# Transaction Management - Concurrency

## Overview

- Transaction management is about making sure that when database
  operations change data, they do not cause problems.

- Problems may occur because:

  - Concurrency: multiple transactions may need to read or write the
    same data as well as transactions aborting due to different reasons
  - Unforeseen problems: Software or hardware crashes, especially
    problematic is loss of state: loss of all data currently in memory

- We want to ensure some basic guarantees:

  - Atomicity: All or nothing. Transactions cannot half-complete,
    either they finish all operations or make no changes
  - Consistency: Transactions must execute the operations correctly
    (assuming that they are correctly written pieces of code)
  - Isolation: Transactions are written as if they are the only
    program executing in the database (in isolation from any other
    program). Their effects should reflect that.
  - Duration: Once a transaction is successfully completed, its
    effects should be recorded on disk and never be lost.
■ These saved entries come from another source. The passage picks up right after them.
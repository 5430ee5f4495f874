//! Status bar rendering with position and keybindings

use crate::ui::theme::DEFAULT_THEME;
use ratatui::{
    layout::{Alignment, Constraint, Direction, Layout, Rect},
    style::{Color, Modifier, Style},
    text::{Line, Span},
    widgets::Paragraph,
    Frame,
};

/// Render the status bar at the bottom.
pub fn render_status_bar(
    frame: &mut Frame,
    area: Rect,
    message: &str,
    cursor_line: usize,
    total_lines: usize,
    statement_count: usize,
) {
    let layout = Layout::default()
        .direction(Direction::Horizontal)
        .constraints([Constraint::Percentage(50), Constraint::Percentage(50)])
        .split(area);

    let left = Line::from(vec![
        Span::styled(
            format!(" Line {}/{} ", cursor_line, total_lines.max(1)),
            Style::default()
                .bg(DEFAULT_THEME.accent)
                .fg(Color::Black)
                .add_modifier(Modifier::BOLD),
        ),
        Span::styled(
            format!(" {} statements ", statement_count),
            Style::default().fg(DEFAULT_THEME.statement_kind),
        ),
        Span::styled(" | ", Style::default().fg(DEFAULT_THEME.comment)),
        Span::styled(message.to_string(), Style::default().fg(DEFAULT_THEME.text)),
    ]);
    frame.render_widget(Paragraph::new(left), layout[0]);

    let keys = Line::from(vec![
        Span::styled("↑↓", Style::default().fg(DEFAULT_THEME.highlight)),
        Span::raw(" line  "),
        Span::styled("n/p", Style::default().fg(DEFAULT_THEME.highlight)),
        Span::raw(" statement  "),
        Span::styled("Tab", Style::default().fg(DEFAULT_THEME.highlight)),
        Span::raw(" focus  "),
        Span::styled("PgUp/PgDn", Style::default().fg(DEFAULT_THEME.highlight)),
        Span::raw(" scroll  "),
        Span::styled("q", Style::default().fg(DEFAULT_THEME.highlight)),
        Span::raw(" quit "),
    ]);
    frame.render_widget(
        Paragraph::new(keys).alignment(Alignment::Right),
        layout[1],
    );
}
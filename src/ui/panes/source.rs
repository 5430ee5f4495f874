//! Source pane rendering with syntax highlighting
//!
//! Words are colored by the same classification the lexer uses, so what is
//! highlighted as a keyword is exactly what the parser treats as one. Lines
//! that produced a statement carry its number in the gutter.

use super::pane_block;
use crate::parser::lexer::{classify, TokenKind, COMMENT_MARKER};
use crate::ui::theme::DEFAULT_THEME;
use ratatui::{
    layout::Rect,
    style::{Modifier, Style},
    text::{Line, Span},
    widgets::Paragraph,
    Frame,
};
use rustc_hash::FxHashMap;

/// Highlight one source line
pub fn highlight_source_line(line: &str) -> Vec<Span<'static>> {
    let (code, comment) = match line.find(COMMENT_MARKER) {
        Some(pos) => (&line[..pos], Some(&line[pos..])),
        None => (line, None),
    };

    let mut spans = Vec::new();
    let mut word = String::new();
    for c in code.chars() {
        if c.is_whitespace() {
            if !word.is_empty() {
                spans.push(styled_word(std::mem::take(&mut word)));
            }
            spans.push(Span::raw(c.to_string()));
        } else {
            word.push(c);
        }
    }
    if !word.is_empty() {
        spans.push(styled_word(word));
    }

    if let Some(comment) = comment {
        spans.push(Span::styled(
            comment.to_string(),
            Style::default().fg(DEFAULT_THEME.comment),
        ));
    }

    spans
}

fn styled_word(word: String) -> Span<'static> {
    let style = match classify(&word) {
        kind if kind.is_keyword() => Style::default()
            .fg(DEFAULT_THEME.keyword)
            .add_modifier(Modifier::BOLD),
        kind if kind.is_operator() => Style::default().fg(DEFAULT_THEME.highlight),
        TokenKind::HexLiteral => Style::default().fg(DEFAULT_THEME.literal),
        TokenKind::Param => Style::default().fg(DEFAULT_THEME.parameter),
        TokenKind::Arrow | TokenKind::Equals => Style::default().fg(DEFAULT_THEME.accent),
        TokenKind::Unknown => Style::default().fg(DEFAULT_THEME.invalid),
        _ => Style::default().fg(DEFAULT_THEME.text),
    };
    Span::styled(word, style)
}

/// Render the source pane, keeping `cursor_line` (1-based) in view.
pub fn render_source_pane(
    frame: &mut Frame,
    area: Rect,
    lines: &[String],
    cursor_line: usize,
    line_index: &FxHashMap<usize, usize>,
    is_focused: bool,
    scroll: &mut usize,
) {
    let block = pane_block(" Source ".to_string(), is_focused);

    if lines.is_empty() {
        let paragraph = Paragraph::new("(empty file)")
            .block(block)
            .style(Style::default().fg(DEFAULT_THEME.comment));
        frame.render_widget(paragraph, area);
        return;
    }

    let visible = area.height.saturating_sub(2).max(1) as usize;
    let cursor_row = cursor_line.saturating_sub(1);
    if cursor_row < *scroll {
        *scroll = cursor_row;
    } else if cursor_row >= *scroll + visible {
        *scroll = cursor_row + 1 - visible;
    }

    let rendered: Vec<Line> = lines
        .iter()
        .enumerate()
        .skip(*scroll)
        .take(visible)
        .map(|(row, text)| {
            let number = row + 1;
            let is_cursor = number == cursor_line;

            let marker = match line_index.get(&number) {
                Some(statement) => format!("[{:>2}]", statement + 1),
                None => "    ".to_string(),
            };
            let arrow = if is_cursor { "→ " } else { "  " };

            let mut spans = vec![
                Span::styled(
                    format!("{:>4} ", number),
                    Style::default().fg(DEFAULT_THEME.comment),
                ),
                Span::styled(marker, Style::default().fg(DEFAULT_THEME.statement_kind)),
                Span::styled(arrow, Style::default().fg(DEFAULT_THEME.marker)),
            ];
            spans.extend(highlight_source_line(text));

            let line = Line::from(spans);
            if is_cursor {
                line.style(Style::default().bg(DEFAULT_THEME.cursor_line_bg))
            } else {
                line
            }
        })
        .collect();

    frame.render_widget(Paragraph::new(rendered).block(block), area);
}
//! Main parser coordinator
//!
//! This module provides the [`Parser`] struct and core parsing infrastructure,
//! including the error type, helper methods, and the [`parse`] entry point.
//!
//! # Parser Architecture
//!
//! Boyo has one statement per line, so a [`Parser`] owns the tokens of a single
//! line plus a cursor into them. The cursor only ever moves forward.
//! - This module: Parser struct, helper methods, and line dispatch
//! - `statements`: Parsing `let`, `def`, `main` and `print` statements
//! - `expressions`: Parsing prefix-notation expressions
//!
//! Parser methods are split across these files using `impl Parser` blocks.

use crate::parser::ast::*;
use crate::parser::lexer::{code_part, Lexer, Token, TokenKind, COMMENT_MARKER};
use log::debug;
use thiserror::Error;

/// Parser error type
#[derive(Debug, Clone, PartialEq, Eq, Error)]
#[error("Parse error at {location}: {message}")]
pub struct ParseError {
    pub message: String,
    pub location: SourceLocation,
    /// The offending source line, when known.
    pub source_line: Option<String>,
}

impl ParseError {
    pub fn new(message: impl Into<String>, location: SourceLocation) -> Self {
        Self {
            message: message.into(),
            location,
            source_line: None,
        }
    }

    pub(crate) fn with_line(mut self, line: &str) -> Self {
        self.source_line = Some(line.to_string());
        self
    }

    /// The offending line with a caret under the error column.
    ///
    /// Columns count a single space between tokens, so the line is shown with
    /// its tokens re-joined the same way.
    pub fn snippet(&self) -> Option<String> {
        let line = self.source_line.as_ref()?;
        let code = code_part(line).split_whitespace().collect::<Vec<_>>().join(" ");
        Some(format!(
            "  {}\n  {}^",
            code,
            " ".repeat(self.location.column.saturating_sub(1))
        ))
    }
}

/// Recursive descent parser over the tokens of one line
pub struct Parser {
    pub(crate) tokens: Vec<Token>,
    pub(crate) position: usize,
}

impl Parser {
    /// Tokenize `line` (1-based `line_number`) and prepare to parse it.
    ///
    /// A trailing comment is dropped; it never belongs to the statement.
    pub fn new(line: &str, line_number: usize) -> Self {
        let lexer = Lexer::new(line, line_number);
        let mut tokens = lexer.tokenize();
        if matches!(tokens.last(), Some(t) if t.kind == TokenKind::Comment) {
            tokens.pop();
        }
        tokens.push(lexer.end_of_line());
        Self {
            tokens,
            position: 0,
        }
    }

    /// Parse over an existing token buffer. An end token is appended if missing.
    pub fn from_tokens(mut tokens: Vec<Token>) -> Self {
        if !matches!(tokens.last(), Some(t) if t.kind == TokenKind::Eof) {
            let location = tokens
                .last()
                .map(|t| {
                    SourceLocation::new(
                        t.location.line,
                        t.location.column + t.text.chars().count(),
                    )
                })
                .unwrap_or_else(|| SourceLocation::new(1, 1));
            tokens.push(Token::new(TokenKind::Eof, "", location));
        }
        Self {
            tokens,
            position: 0,
        }
    }

    /// Number of tokens consumed so far.
    pub fn position(&self) -> usize {
        self.position
    }

    // ===== Helper methods =====

    pub(crate) fn peek(&self) -> &Token {
        // The buffer always ends with Eof and the cursor never passes it
        &self.tokens[self.position.min(self.tokens.len() - 1)]
    }

    pub(crate) fn check(&self, kind: TokenKind) -> bool {
        self.peek().kind == kind
    }

    pub(crate) fn advance(&mut self) -> Token {
        let token = self.peek().clone();
        if !self.is_at_end() {
            self.position += 1;
        }
        token
    }

    pub(crate) fn is_at_end(&self) -> bool {
        self.check(TokenKind::Eof)
    }

    pub(crate) fn current_location(&self) -> SourceLocation {
        self.peek().location
    }

    pub(crate) fn error(&self, message: impl Into<String>) -> ParseError {
        ParseError::new(message, self.current_location())
    }

    /// Consume an identifier, or fail with `message` naming what was found instead.
    pub(crate) fn expect_identifier(&mut self, message: &str) -> Result<String, ParseError> {
        if self.check(TokenKind::Ident) {
            Ok(self.advance().text)
        } else {
            Err(self.error(format!("{}, found {}", message, self.peek())))
        }
    }

    /// Fail unless every token of the line has been consumed.
    pub(crate) fn expect_end(&self, statement: &str) -> Result<(), ParseError> {
        if self.is_at_end() {
            Ok(())
        } else {
            Err(self.error(format!(
                "Unexpected {} after {} statement",
                self.peek(),
                statement
            )))
        }
    }
}

/// Parse source lines into statements, one per non-blank line.
///
/// The first error aborts the whole parse; no partial list is returned.
pub fn parse<S: AsRef<str>>(lines: &[S]) -> Result<Vec<Statement>, ParseError> {
    let mut statements = Vec::new();

    for (index, line) in lines.iter().enumerate() {
        let line = line.as_ref();
        let line_number = index + 1;
        let trimmed = line.trim();
        if trimmed.is_empty() {
            continue;
        }

        if let Some(text) = trimmed.strip_prefix(COMMENT_MARKER) {
            let column = line.len() - line.trim_start().len() + 1;
            statements.push(Statement::Comment {
                text: text.trim().to_string(),
                location: SourceLocation::new(line_number, column),
            });
            continue;
        }

        let mut parser = Parser::new(line, line_number);
        let statement = parser
            .parse_statement()
            .map_err(|e| e.with_line(line))?;
        statements.push(statement);
    }

    debug!("parsed {} statements from {} lines", statements.len(), lines.len());
    Ok(statements)
}
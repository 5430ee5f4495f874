//! AST pane: tree view of the selected statement

use super::{clamp_scroll, pane_block};
use crate::parser::ast::Statement;
use crate::printer::statement_tree;
use crate::ui::theme::DEFAULT_THEME;
use ratatui::{
    layout::Rect,
    style::{Modifier, Style},
    text::{Line, Span},
    widgets::Paragraph,
    Frame,
};

pub fn render_ast_pane(
    frame: &mut Frame,
    area: Rect,
    statement: Option<(usize, &Statement)>,
    is_focused: bool,
    scroll: &mut usize,
) {
    let Some((index, statement)) = statement else {
        let paragraph = Paragraph::new("(no statement on this line)")
            .block(pane_block(" AST ".to_string(), is_focused))
            .style(Style::default().fg(DEFAULT_THEME.comment));
        frame.render_widget(paragraph, area);
        return;
    };

    let block = pane_block(format!(" AST [statement {}] ", index + 1), is_focused);
    let tree = statement_tree(statement);

    let visible = area.height.saturating_sub(2).max(1) as usize;
    clamp_scroll(scroll, tree.len(), visible);

    let lines: Vec<Line> = tree
        .into_iter()
        .enumerate()
        .map(|(row, text)| {
            if row == 0 {
                Line::from(Span::styled(
                    text,
                    Style::default()
                        .fg(DEFAULT_THEME.statement_kind)
                        .add_modifier(Modifier::BOLD),
                ))
            } else {
                Line::from(Span::styled(text, Style::default().fg(DEFAULT_THEME.text)))
            }
        })
        .collect();

    let paragraph = Paragraph::new(lines)
        .block(block)
        .scroll((*scroll as u16, 0));
    frame.render_widget(paragraph, area);
}
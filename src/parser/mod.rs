//! Boyo source parser
//!
//! This module transforms Boyo source lines into a list of [`Statement`]s:
//! - [`lexer`]: Tokenization (line → tokens)
//! - [`parse`]: The [`Parser`] and the line-by-line entry point
//! - [`expressions`]: Prefix-notation expression parsing
//! - [`ast`]: AST node definitions
//!
//! # Language
//!
//! One statement per line:
//!
//! ```text
//! // comment
//! let A 0x10
//! def double _a => * 0x02 _a
//! main double A
//! print done
//! ```
//!
//! Hand-written recursive descent; a single error aborts the whole parse.

pub mod ast;
pub mod expressions;
pub mod lexer;
pub mod parse;
mod statements;

pub use ast::{BinOp, Expression, HexLiteral, SourceLocation, Statement};
pub use expressions::parse_prefix;
pub use lexer::{tokenize, Token, TokenKind};
pub use parse::{parse, ParseError, Parser};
- In this lecture, we will concentrate on the "isolation" component
  assuming atomicity and consistency are ensured.

  Making sure isolation is satisfied means that concurrent transactions
  cannot erase each others data.

## Abstracting Transactions

- To study concurrency, we will abstract how we view transactions.

- The only operations that matter in a transaction are the data items
  the transaction reads or writes.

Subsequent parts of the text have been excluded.